Tenable Research has developed a graph-based model that maps more than 600 threat groups to vulnerabilities observed across 7,800 customer environments, revealing that 68% of organizations carry at least one CVE previously exploited by a named adversary. The analysis also found that 321 tracked threat groups can reach at least one customer environment through an active vulnerability. The findings underscore the need for adversary-aware vulnerability prioritization over the traditional 'patch everything' approach.

The model links four categories of entities: threat actors, attack techniques, vulnerabilities (both CVE and non-CVE), and customer environments where vulnerabilities are detected. By joining plugin-finding telemetry with proprietary threat actor tracking data and MITRE ATT&CK technique data, the graph enables a shift from asking 'how severe is this CVE?' to 'which named adversaries can reach my environment through this CVE?' This provides a fundamentally different kind of intelligence that per-CVE scoring layers were never designed to offer.
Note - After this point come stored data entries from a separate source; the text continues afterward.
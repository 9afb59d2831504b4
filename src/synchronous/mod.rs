use crate::error::{AttemptError, Outcome, RetryError};
use crate::policy::{RetryPolicy, Step};
use log::{debug, info, warn};
use std::sync::{Arc, Condvar, Mutex};
use std::time::{Duration, Instant};
use thiserror::Error;

/// A wait between attempts was cancelled.
#[derive(Debug, Clone, Copy, PartialEq, Eq, Error)]
#[error("sleep was interrupted")]
pub struct Interrupted;

/// Blocks the calling thread between attempts.
///
/// Implementations must return `Err(Interrupted)` instead of resuming when the wait is
/// cancelled; the retry loop then ends with [`RetryError::Interrupted`].
pub trait Sleeper {
    fn sleep(&self, delay: Duration) -> Result<(), Interrupted>;
}

/// Sleeps with [`std::thread::sleep`]. Never interrupted.
#[derive(Debug, Clone, Copy, Default)]
pub struct ThreadSleeper;

impl Sleeper for ThreadSleeper {
    fn sleep(&self, delay: Duration) -> Result<(), Interrupted> {
        std::thread::sleep(delay);
        Ok(())
    }
}

/// A sleeper whose waits can be cancelled from another thread.
///
/// Clones share the same interrupt flag. Once interrupted, every current and
/// future wait fails until [`reset`](InterruptibleSleeper::reset) is called.
///
/// # Example
/// ```
/// use std::time::Duration;
/// use transient_retry::synchronous::{InterruptibleSleeper, Sleeper};
///
/// let sleeper = InterruptibleSleeper::new();
/// let handle = sleeper.clone();
/// std::thread::spawn(move || handle.interrupt());
/// assert!(sleeper.sleep(Duration::from_secs(60)).is_err());
/// ```
#[derive(Debug, Clone, Default)]
pub struct InterruptibleSleeper {
    inner: Arc<(Mutex<bool>, Condvar)>,
}

impl InterruptibleSleeper {
    pub fn new() -> Self {
        Self::default()
    }

    /// Cancels the current wait, if any, and every later one.
    pub fn interrupt(&self) {
        let (flag, signal) = &*self.inner;
        let mut interrupted = flag.lock().unwrap_or_else(|poisoned| poisoned.into_inner());
        *interrupted = true;
        signal.notify_all();
    }

    pub fn reset(&self) {
        let (flag, _) = &*self.inner;
        *flag.lock().unwrap_or_else(|poisoned| poisoned.into_inner()) = false;
    }

    pub fn is_interrupted(&self) -> bool {
        let (flag, _) = &*self.inner;
        *flag.lock().unwrap_or_else(|poisoned| poisoned.into_inner())
    }
}

impl Sleeper for InterruptibleSleeper {
    fn sleep(&self, delay: Duration) -> Result<(), Interrupted> {
        let (flag, signal) = &*self.inner;
        let deadline = Instant::now().checked_add(delay);
        let mut interrupted = flag.lock().unwrap_or_else(|poisoned| poisoned.into_inner());
        loop {
            if *interrupted {
                return Err(Interrupted);
            }
            let remaining = match deadline {
                Some(deadline) => deadline.saturating_duration_since(Instant::now()),
                None => Duration::MAX,
            };
            if remaining.is_zero() {
                return Ok(());
            }
            interrupted = signal
                .wait_timeout(interrupted, remaining)
                .map(|(guard, _)| guard)
                .unwrap_or_else(|poisoned| poisoned.into_inner().0);
        }
    }
}

impl<E: 'static> RetryPolicy<E> {
    /// Runs `work` until it succeeds, raises an early exit, or the policy gives up,
    /// blocking the calling thread between attempts.
    ///
    /// # Returns
    /// * `Ok(Outcome::Completed(T))` if an attempt succeeded.
    /// * `Ok(Outcome::Exited)` if the work raised an early exit without a cause.
    /// * `Err(RetryError::Failed(E))` with the original failure if it was not transient,
    ///   if the strategy refused another retry, or if it was the cause of an early exit.
    ///
    /// # Example
    /// ```
    /// use std::time::Duration;
    /// use transient_retry::{AttemptError, CatchAll, RetryError, RetryPolicy};
    ///
    /// let policy = RetryPolicy::fixed(CatchAll, 2, Duration::from_millis(5));
    /// let result = policy.execute_action(|| -> Result<(), AttemptError<&str>> {
    ///     Err(AttemptError::Failure("Temporary failure"))
    /// });
    /// assert!(matches!(result, Err(RetryError::Failed("Temporary failure"))));
    /// ```
    pub fn execute_action<F, T>(&self, work: F) -> Result<Outcome<T>, RetryError<E>>
    where
        F: FnMut() -> Result<T, AttemptError<E>>,
    {
        self.execute_action_with_sleeper(work, &ThreadSleeper)
    }

    /// Like [`execute_action`](Self::execute_action), waiting between attempts with `sleeper`.
    pub fn execute_action_with_sleeper<F, T, S>(
        &self,
        mut work: F,
        sleeper: &S,
    ) -> Result<Outcome<T>, RetryError<E>>
    where
        F: FnMut() -> Result<T, AttemptError<E>>,
        S: Sleeper + ?Sized,
    {
        let mut context = self.begin();

        loop {
            let failure = match work() {
                Ok(output) => {
                    info!("Operation succeeded after {} attempts", context.attempts());
                    return Ok(Outcome::Completed(output));
                }
                Err(AttemptError::EarlyExit(exit)) => {
                    info!(
                        "Operation requested early exit after {} attempts: {}",
                        context.attempts(),
                        exit.message()
                    );
                    return exit.into_result();
                }
                Err(AttemptError::Failure(failure)) => failure,
            };

            match context.on_failure(failure) {
                Step::Stop(err) => return Err(err),
                Step::RetryNow => {}
                Step::RetryAfter { delay, failure } => {
                    if sleeper.sleep(delay).is_err() {
                        warn!("Retry wait of {:?} was interrupted, giving up.", delay);
                        return Err(RetryError::Interrupted {
                            last_failure: Some(failure),
                        });
                    }
                }
            }
            debug!("Starting attempt {} (delay {:?})", context.attempts(), context.last_delay());
        }
    }
}
use crate::config::{Backoff, JITTER_FACTOR, RetryStrategy};
use crate::error::DelayOverflow;
use rand::rngs::StdRng;
use rand::{Rng, SeedableRng};
use std::time::Duration;

/// The answer a retry predicate gives for one failed attempt.
#[derive(Debug, Clone, Copy, PartialEq, Eq)]
pub struct RetryDecision {
    /// Whether another attempt should be made.
    pub should_retry: bool,
    /// How long to wait before that attempt. Zero when `should_retry` is `false`.
    pub delay: Duration,
}

impl RetryDecision {
    pub fn retry(delay: Duration) -> Self {
        RetryDecision {
            should_retry: true,
            delay,
        }
    }

    pub fn stop() -> Self {
        RetryDecision {
            should_retry: false,
            delay: Duration::ZERO,
        }
    }
}

/// A retry predicate: `(attempt index starting at 0, last failure) -> decision`.
///
/// Each execution owns its predicate, so any state it keeps (such as the jitter
/// source) is never shared between concurrent executions.
pub type ShouldRetry<E> = Box<dyn FnMut(usize, &E) -> Result<RetryDecision, DelayOverflow> + Send>;

impl RetryStrategy {
    /// Builds the retry predicate for this strategy.
    ///
    /// The exponential family draws its jitter from a fresh OS-seeded generator.
    ///
    /// # Examples
    /// ```
    /// use std::time::Duration;
    /// use transient_retry::config::RetryStrategy;
    ///
    /// let mut should_retry = RetryStrategy::fixed(1, Duration::from_millis(50)).should_retry::<String>();
    /// let failure = "timeout".to_string();
    /// assert!(should_retry(0, &failure).unwrap().should_retry);
    /// assert!(!should_retry(1, &failure).unwrap().should_retry);
    /// ```
    pub fn should_retry<E: 'static>(&self) -> ShouldRetry<E> {
        if self.backoff().uses_jitter() {
            self.should_retry_with_rng(StdRng::from_os_rng())
        } else {
            // Never drawn from.
            self.should_retry_with_rng(StdRng::seed_from_u64(0))
        }
    }

    /// Builds the retry predicate drawing jitter from `rng`.
    ///
    /// A new sample is drawn on every call; nothing is memoized.
    pub fn should_retry_with_rng<E, R>(&self, mut rng: R) -> ShouldRetry<E>
    where
        E: 'static,
        R: Rng + Send + 'static,
    {
        let backoff = self.backoff().clone();
        Box::new(move |attempt: usize, _last_failure: &E| {
            calculate_delay(&backoff, attempt, &mut rng)
        })
    }
}

/// Calculates the decision for the retry following failed attempt `attempt`.
///
/// - `Fixed`: `interval` while `attempt < attempt_limit`.
/// - `Incremental`: `initial_interval + increment * attempt`; fails with
///   [`DelayOverflow`] if that does not fit in a `Duration`.
/// - `Exponential`: `min(min_backoff + (2^attempt - 1) * jittered(delta_backoff), max_backoff)`,
///   where the jittered delta is drawn uniformly from `delta_backoff * [0.8, 1.2]`.
pub(crate) fn calculate_delay<R: Rng>(
    backoff: &Backoff,
    attempt: usize,
    rng: &mut R,
) -> Result<RetryDecision, DelayOverflow> {
    if attempt >= backoff.attempt_limit() {
        return Ok(RetryDecision::stop());
    }

    match backoff {
        Backoff::Fixed { interval, .. } => Ok(RetryDecision::retry(*interval)),
        Backoff::Incremental {
            initial_interval,
            increment,
            ..
        } => incremental_delay(*initial_interval, *increment, attempt)
            .map(RetryDecision::retry)
            .ok_or(DelayOverflow { attempt }),
        Backoff::Exponential {
            min_backoff,
            max_backoff,
            delta_backoff,
            ..
        } => {
            let delta = exponential_delta(*delta_backoff, attempt, rng);
            Ok(RetryDecision::retry(
                min_backoff.saturating_add(delta).min(*max_backoff),
            ))
        }
    }
}

const NANOS_PER_SEC: u128 = 1_000_000_000;

/// `initial + increment * attempt`, or `None` past `Duration::MAX`.
fn incremental_delay(initial: Duration, increment: Duration, attempt: usize) -> Option<Duration> {
    let total = u128::try_from(attempt)
        .ok()
        .and_then(|steps| increment.as_nanos().checked_mul(steps))
        .and_then(|growth| initial.as_nanos().checked_add(growth))?;
    let secs = u64::try_from(total / NANOS_PER_SEC).ok()?;
    // The remainder is below one billion.
    Some(Duration::new(secs, (total % NANOS_PER_SEC) as u32))
}

fn exponential_delta<R: Rng>(delta_backoff: Duration, attempt: usize, rng: &mut R) -> Duration {
    let base = delta_backoff.as_secs_f64();
    if base == 0.0 || attempt == 0 {
        return Duration::ZERO;
    }
    let jittered = rng.random_range(base * (1.0 - JITTER_FACTOR)..=base * (1.0 + JITTER_FACTOR));
    let exponent = i32::try_from(attempt).unwrap_or(i32::MAX);
    let factor = 2f64.powi(exponent) - 1.0;
    // Anything past Duration::MAX is clamped by max_backoff anyway.
    Duration::try_from_secs_f64(factor * jittered).unwrap_or(Duration::MAX)
}
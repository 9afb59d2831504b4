use std::time::Duration;
use thiserror::Error;

/// Message carried by an [`EarlyExit`] created without an explicit one.
pub const DEFAULT_EARLY_EXIT_MESSAGE: &str = "The action has exceeded its defined retry limit.";

/// Errors raised while building retry strategies, policies or a [`RetryManager`](crate::RetryManager).
#[derive(Debug, Clone, PartialEq, Eq, Error)]
pub enum ConfigError {
    #[error("min backoff {min:?} is greater than max backoff {max:?}")]
    InvalidBackoffRange { min: Duration, max: Duration },

    #[error("retry strategy '{0}' is registered more than once")]
    DuplicateStrategy(String),

    #[error("retry strategy '{0}' is not registered")]
    UnknownStrategy(String),

    #[error("retry strategy name must not be blank")]
    BlankName,
}

/// Delay arithmetic for the given attempt did not fit in a [`Duration`].
#[derive(Debug, Clone, Copy, PartialEq, Eq, Error)]
#[error("retry delay for attempt {attempt} overflowed")]
pub struct DelayOverflow {
    pub attempt: usize,
}

/// A command raised by a unit of work to stop the retry loop immediately.
///
/// The signal is never classified and never counted against the attempt limit.
/// Without a cause the execution finishes with [`Outcome::Exited`]; with a cause,
/// the cause is surfaced as [`RetryError::Failed`].
#[derive(Debug, Error)]
#[error("{message}")]
pub struct EarlyExit<E> {
    message: String,
    #[source]
    cause: Option<E>,
}

impl<E> EarlyExit<E> {
    /// An early exit that resolves to [`Outcome::Exited`].
    pub fn new() -> Self {
        EarlyExit {
            message: DEFAULT_EARLY_EXIT_MESSAGE.to_string(),
            cause: None,
        }
    }

    /// An early exit that re-surfaces `cause` as the execution's failure.
    pub fn with_cause(cause: E) -> Self {
        EarlyExit {
            message: DEFAULT_EARLY_EXIT_MESSAGE.to_string(),
            cause: Some(cause),
        }
    }

    /// Replaces the message and returns the modified signal.
    pub fn with_message(mut self, message: impl Into<String>) -> Self {
        self.message = message.into();
        self
    }

    pub fn message(&self) -> &str {
        &self.message
    }

    pub fn cause(&self) -> Option<&E> {
        self.cause.as_ref()
    }

    pub fn into_cause(self) -> Option<E> {
        self.cause
    }

    /// Resolves the signal into the terminal result of an execution.
    pub(crate) fn into_result<T>(self) -> Result<Outcome<T>, RetryError<E>> {
        match self.cause {
            Some(cause) => Err(RetryError::Failed(cause)),
            None => Ok(Outcome::Exited),
        }
    }
}

impl<E> Default for EarlyExit<E> {
    fn default() -> Self {
        Self::new()
    }
}

/// The error side of a single attempt of a unit of work.
///
/// Ordinary failures convert with `?` through the `From<E>` impl; use
/// [`AttemptError::exit`] or [`AttemptError::exit_with`] to stop the loop early.
///
/// # Example
/// ```
/// use transient_retry::{AttemptError, Outcome, RetryPolicy};
///
/// let policy = RetryPolicy::<std::io::Error>::default_fixed();
/// let result = policy.execute_action(|| -> Result<u8, AttemptError<std::io::Error>> {
///     Err(AttemptError::exit())
/// });
/// assert!(matches!(result, Ok(Outcome::Exited)));
/// ```
#[derive(Debug)]
pub enum AttemptError<E> {
    /// A failure handed to the classifier and the retry predicate.
    Failure(E),
    /// Stop retrying now.
    EarlyExit(EarlyExit<E>),
}

impl<E> AttemptError<E> {
    pub fn exit() -> Self {
        AttemptError::EarlyExit(EarlyExit::new())
    }

    pub fn exit_with(cause: E) -> Self {
        AttemptError::EarlyExit(EarlyExit::with_cause(cause))
    }
}

impl<E> From<E> for AttemptError<E> {
    fn from(failure: E) -> Self {
        AttemptError::Failure(failure)
    }
}

/// Successful end of an execution.
#[derive(Debug, Clone, PartialEq, Eq)]
pub enum Outcome<T> {
    /// The unit of work returned a value.
    Completed(T),
    /// The unit of work raised an [`EarlyExit`] without a cause.
    Exited,
}

impl<T> Outcome<T> {
    pub fn into_option(self) -> Option<T> {
        match self {
            Outcome::Completed(value) => Some(value),
            Outcome::Exited => None,
        }
    }

    pub fn is_exited(&self) -> bool {
        matches!(self, Outcome::Exited)
    }
}

/// Terminal failure of an execution.
///
/// The failure a unit of work produced is always surfaced as is; no synthetic
/// "limit exceeded" error replaces it.
#[derive(Debug, Error)]
pub enum RetryError<E> {
    /// A non-transient failure, the last transient failure once the strategy stopped,
    /// or the cause carried by an [`EarlyExit`].
    #[error("{0}")]
    Failed(E),

    /// The wait before the next attempt was cancelled.
    #[error("retry wait was interrupted")]
    Interrupted { last_failure: Option<E> },

    /// The strategy could not compute the delay for `attempt`.
    #[error("retry delay for attempt {attempt} overflowed")]
    DelayOverflow {
        attempt: usize,
        #[source]
        source: E,
    },
}

impl<E> RetryError<E> {
    /// The failure that ended the execution, if one was observed.
    pub fn failure(&self) -> Option<&E> {
        match self {
            RetryError::Failed(failure) => Some(failure),
            RetryError::Interrupted { last_failure } => last_failure.as_ref(),
            RetryError::DelayOverflow { source, .. } => Some(source),
        }
    }

    pub fn into_failure(self) -> Option<E> {
        match self {
            RetryError::Failed(failure) => Some(failure),
            RetryError::Interrupted { last_failure } => last_failure,
            RetryError::DelayOverflow { source, .. } => Some(source),
        }
    }

    pub fn is_interrupted(&self) -> bool {
        matches!(self, RetryError::Interrupted { .. })
    }
}

#[cfg(test)]
mod tests {
    use super::*;

    #[test]
    fn test_early_exit_without_cause_is_exited() {
        let exit: EarlyExit<&str> = EarlyExit::new();
        assert_eq!(exit.message(), DEFAULT_EARLY_EXIT_MESSAGE);
        let result: Result<Outcome<i32>, RetryError<&str>> = exit.into_result();
        assert!(matches!(result, Ok(Outcome::Exited)));
    }

    #[test]
    fn test_early_exit_with_cause_fails_with_cause() {
        let exit = EarlyExit::with_cause("disk full").with_message("abort");
        assert_eq!(exit.message(), "abort");
        assert_eq!(exit.cause(), Some(&"disk full"));
        let result: Result<Outcome<i32>, RetryError<&str>> = exit.into_result();
        match result {
            Err(RetryError::Failed(cause)) => assert_eq!(cause, "disk full"),
            other => panic!("unexpected result: {:?}", other),
        }
    }

    #[test]
    fn test_attempt_error_from_failure() {
        fn op() -> Result<(), AttemptError<std::fmt::Error>> {
            Err::<(), _>(std::fmt::Error)?;
            Ok(())
        }
        assert!(matches!(op(), Err(AttemptError::Failure(std::fmt::Error))));
    }

    #[test]
    fn test_retry_error_exposes_failure() {
        let err: RetryError<&str> = RetryError::Interrupted {
            last_failure: Some("timeout"),
        };
        assert!(err.is_interrupted());
        assert_eq!(err.failure(), Some(&"timeout"));
        assert_eq!(RetryError::Failed("boom").into_failure(), Some("boom"));
        assert_eq!(RetryError::<&str>::Failed("boom").to_string(), "boom");
    }

    #[test]
    fn test_outcome_into_option() {
        assert_eq!(Outcome::Completed(3).into_option(), Some(3));
        assert_eq!(Outcome::<i32>::Exited.into_option(), None);
        assert!(Outcome::<i32>::Exited.is_exited());
    }
}
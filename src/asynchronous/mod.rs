use crate::error::{AttemptError, Outcome, RetryError};
use crate::policy::{RetryContext, RetryPolicy, Step};
use futures::FutureExt;
use futures::channel::oneshot;
use log::{debug, error, info};
use std::fmt;
use std::future::Future;
use std::pin::Pin;
use std::sync::Arc;
use std::task::{Context, Poll};
use std::time::Duration;

/// A unit of scheduled work.
pub type Task = Box<dyn FnOnce() + Send + 'static>;

/// Runs tasks now or after a delay, without blocking the caller.
///
/// Implementations must not block a thread while a delayed task is pending.
/// Dropping a task instead of running it (e.g. on shutdown) is allowed: the
/// execution it belongs to then resolves to [`RetryError::Interrupted`].
pub trait Scheduler: Send + Sync + 'static {
    fn execute(&self, task: Task);

    fn schedule(&self, delay: Duration, task: Task);
}

impl<S: Scheduler + ?Sized> Scheduler for Arc<S> {
    fn execute(&self, task: Task) {
        (**self).execute(task)
    }

    fn schedule(&self, delay: Duration, task: Task) {
        (**self).schedule(delay, task)
    }
}

/// Runs attempts on the async-std blocking pool and waits with async-std timers.
#[derive(Debug, Clone, Copy, Default)]
pub struct AsyncStdScheduler;

impl Scheduler for AsyncStdScheduler {
    fn execute(&self, task: Task) {
        async_std::task::spawn_blocking(task);
    }

    fn schedule(&self, delay: Duration, task: Task) {
        async_std::task::spawn(async move {
            async_std::task::sleep(delay).await;
            async_std::task::spawn_blocking(task);
        });
    }
}

/// Runs attempts on a tokio runtime's blocking pool and waits with tokio timers.
#[cfg(feature = "tokio")]
#[derive(Debug, Clone)]
pub struct TokioScheduler {
    handle: tokio::runtime::Handle,
}

#[cfg(feature = "tokio")]
impl TokioScheduler {
    pub fn new(handle: tokio::runtime::Handle) -> Self {
        TokioScheduler { handle }
    }

    /// Uses the runtime the caller is running on.
    ///
    /// # Panics
    /// When called outside of a tokio runtime.
    pub fn current() -> Self {
        Self::new(tokio::runtime::Handle::current())
    }
}

#[cfg(feature = "tokio")]
impl Scheduler for TokioScheduler {
    fn execute(&self, task: Task) {
        self.handle.spawn_blocking(task);
    }

    fn schedule(&self, delay: Duration, task: Task) {
        let handle = self.handle.clone();
        self.handle.spawn(async move {
            tokio::time::sleep(delay).await;
            handle.spawn_blocking(task);
        });
    }
}

type Completion<T, E> = oneshot::Sender<Result<Outcome<T>, RetryError<E>>>;

/// A retry execution that resubmits itself to its scheduler after each failed,
/// retryable attempt.
///
/// The execution owns its attempt state and the only sender of its result, so the
/// result is delivered at most once and every terminal path consumes the execution.
struct AsyncExecution<T, E, F> {
    work: F,
    scheduler: Arc<dyn Scheduler>,
    context: RetryContext<E>,
    completion: Completion<T, E>,
}

impl<T, E, F> AsyncExecution<T, E, F>
where
    F: FnMut() -> Result<T, AttemptError<E>> + Send + 'static,
    T: Send + 'static,
    E: Send + 'static,
{
    fn submit(self) {
        let scheduler = Arc::clone(&self.scheduler);
        scheduler.execute(Box::new(move || self.run()));
    }

    fn submit_after(self, delay: Duration) {
        let scheduler = Arc::clone(&self.scheduler);
        scheduler.schedule(delay, Box::new(move || self.run()));
    }

    fn run(mut self) {
        if self.completion.is_canceled() {
            debug!(
                "Retry handle dropped, abandoning execution before attempt {}",
                self.context.attempts()
            );
            return;
        }

        let failure = match (self.work)() {
            Ok(output) => {
                info!("Operation succeeded after {} attempts", self.context.attempts());
                return self.complete(Ok(Outcome::Completed(output)));
            }
            Err(AttemptError::EarlyExit(exit)) => {
                info!(
                    "Operation requested early exit after {} attempts: {}",
                    self.context.attempts(),
                    exit.message()
                );
                return self.complete(exit.into_result());
            }
            Err(AttemptError::Failure(failure)) => failure,
        };

        match self.context.on_failure(failure) {
            Step::Stop(err) => self.complete(Err(err)),
            Step::RetryNow => self.submit(),
            Step::RetryAfter { delay, .. } => self.submit_after(delay),
        }
    }

    fn complete(self, result: Result<Outcome<T>, RetryError<E>>) {
        if self.completion.send(result).is_err() {
            debug!("Retry handle dropped before the execution completed");
        }
    }
}

/// The pending result of [`RetryPolicy::execute_action_async`].
///
/// Resolves exactly once. Dropping the handle stops the execution before its next
/// attempt.
#[must_use = "dropping a RetryHandle cancels the execution"]
pub struct RetryHandle<T, E> {
    receiver: oneshot::Receiver<Result<Outcome<T>, RetryError<E>>>,
}

impl<T, E> fmt::Debug for RetryHandle<T, E> {
    fn fmt(&self, f: &mut fmt::Formatter<'_>) -> fmt::Result {
        f.debug_struct("RetryHandle").finish_non_exhaustive()
    }
}

impl<T, E> Future for RetryHandle<T, E> {
    type Output = Result<Outcome<T>, RetryError<E>>;

    fn poll(mut self: Pin<&mut Self>, cx: &mut Context<'_>) -> Poll<Self::Output> {
        self.receiver.poll_unpin(cx).map(|received| {
            received.unwrap_or_else(|_canceled| {
                error!("Retry execution was dropped by its scheduler before completing");
                Err(RetryError::Interrupted { last_failure: None })
            })
        })
    }
}

impl<E: Send + 'static> RetryPolicy<E> {
    /// Runs `work` on `scheduler`, rescheduling it after each retryable failure
    /// instead of blocking a thread.
    ///
    /// The policy is snapshotted at submission; later calls to
    /// [`set_strategy`](RetryPolicy::set_strategy) do not affect a running execution.
    ///
    /// # Example
    /// ```
    /// use std::time::Duration;
    /// use async_std::task::block_on;
    /// use transient_retry::asynchronous::AsyncStdScheduler;
    /// use transient_retry::{AttemptError, CatchAll, Outcome, RetryPolicy};
    ///
    /// let policy = RetryPolicy::fixed(CatchAll, 3, Duration::from_millis(10));
    /// let mut calls = 0;
    /// let handle = policy.execute_action_async(
    ///     move || -> Result<u32, AttemptError<&'static str>> {
    ///         calls += 1;
    ///         if calls < 3 { Err(AttemptError::Failure("flaky")) } else { Ok(calls) }
    ///     },
    ///     AsyncStdScheduler,
    /// );
    /// assert_eq!(block_on(handle).unwrap(), Outcome::Completed(3));
    /// ```
    pub fn execute_action_async<F, T, S>(&self, work: F, scheduler: S) -> RetryHandle<T, E>
    where
        F: FnMut() -> Result<T, AttemptError<E>> + Send + 'static,
        T: Send + 'static,
        S: Scheduler,
    {
        let (completion, receiver) = oneshot::channel();
        AsyncExecution {
            work,
            scheduler: Arc::new(scheduler),
            context: self.begin(),
            completion,
        }
        .submit();
        RetryHandle { receiver }
    }
}

impl<E: 'static> RetryPolicy<E> {
    /// Retries an asynchronous operation inside the current task, awaiting an
    /// async-std timer between attempts.
    ///
    /// Same decisions as [`execute_action`](RetryPolicy::execute_action); dropping the
    /// returned future cancels the execution at its current await point.
    ///
    /// # Example
    /// ```
    /// use std::time::Duration;
    /// use async_std::task::block_on;
    /// use transient_retry::{AttemptError, Outcome, RetryPolicy};
    ///
    /// async fn fetch() -> Result<String, AttemptError<std::io::Error>> {
    ///     Ok("payload".to_string())
    /// }
    ///
    /// let policy = RetryPolicy::<std::io::Error>::default_exponential();
    /// let result = block_on(policy.execute_future(fetch));
    /// assert_eq!(result.unwrap(), Outcome::Completed("payload".to_string()));
    /// ```
    pub async fn execute_future<F, Fut, T>(&self, mut operation: F) -> Result<Outcome<T>, RetryError<E>>
    where
        F: FnMut() -> Fut,
        Fut: Future<Output = Result<T, AttemptError<E>>>,
    {
        let mut context = self.begin();

        loop {
            let failure = match operation().await {
                Ok(output) => {
                    info!("Operation succeeded after {} attempts", context.attempts());
                    return Ok(Outcome::Completed(output));
                }
                Err(AttemptError::EarlyExit(exit)) => {
                    info!(
                        "Operation requested early exit after {} attempts: {}",
                        context.attempts(),
                        exit.message()
                    );
                    return exit.into_result();
                }
                Err(AttemptError::Failure(failure)) => failure,
            };

            match context.on_failure(failure) {
                Step::Stop(err) => return Err(err),
                Step::RetryNow => {}
                Step::RetryAfter { delay, .. } => async_std::task::sleep(delay).await,
            }
        }
    }
}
A key finding is the prevalence of the 242 'Elite Arsenal' CVEs—those meeting all three criteria of critical VPR (≥9), CISA KEV listing, and documented threat group exploitation. These CVEs are nearly universally present across the studied customer base, with 241 of 242 actively detected. More than half are five or more years old, and 78% of the persistently exploited core are simultaneously weaponized by nation-state APTs, commodity malware operators, and ransomware gangs. This highlights that even old, well-known vulnerabilities remain a significant threat.

Non-CVE exposures, including misconfigurations, weak credentials, and end-of-life software, are present in virtually 100% of studied organizations, with 60% carrying at least one that maps to a tracked threat actor's preferred techniques. Preliminary modeling suggests these exposures may confer more breach risk than CVE-linked findings, yet no industry-standard scoring infrastructure exists to prioritize them. This gap represents a critical blind spot for defenders.

The research builds on earlier posts in the series that documented the accelerating vulnerability flood and the widening remediation gap. The first post highlighted AI-driven vulnerability discovery tools accelerating CVE volume toward a projected 59,000 disclosures in 2026, while NIST scaled back NVD enrichment. The second post, produced with the Verizon 2026 DBIR, showed vulnerability exploitation has surged to become the leading initial access vector at 31% of breaches, with median time-to-patch growing from 32 to 43 days.

Tenable's graph model provides a concrete tool for organizations to prioritize remediation efforts based on real-world risk. By identifying which vulnerabilities are actively exploited by named adversaries and how many organizations share those exposures, defenders can focus finite resources on the most critical threats. The research also calls for industry-wide efforts to develop scoring infrastructure for non-CVE exposures, which may pose an even greater risk than traditional vulnerabilities.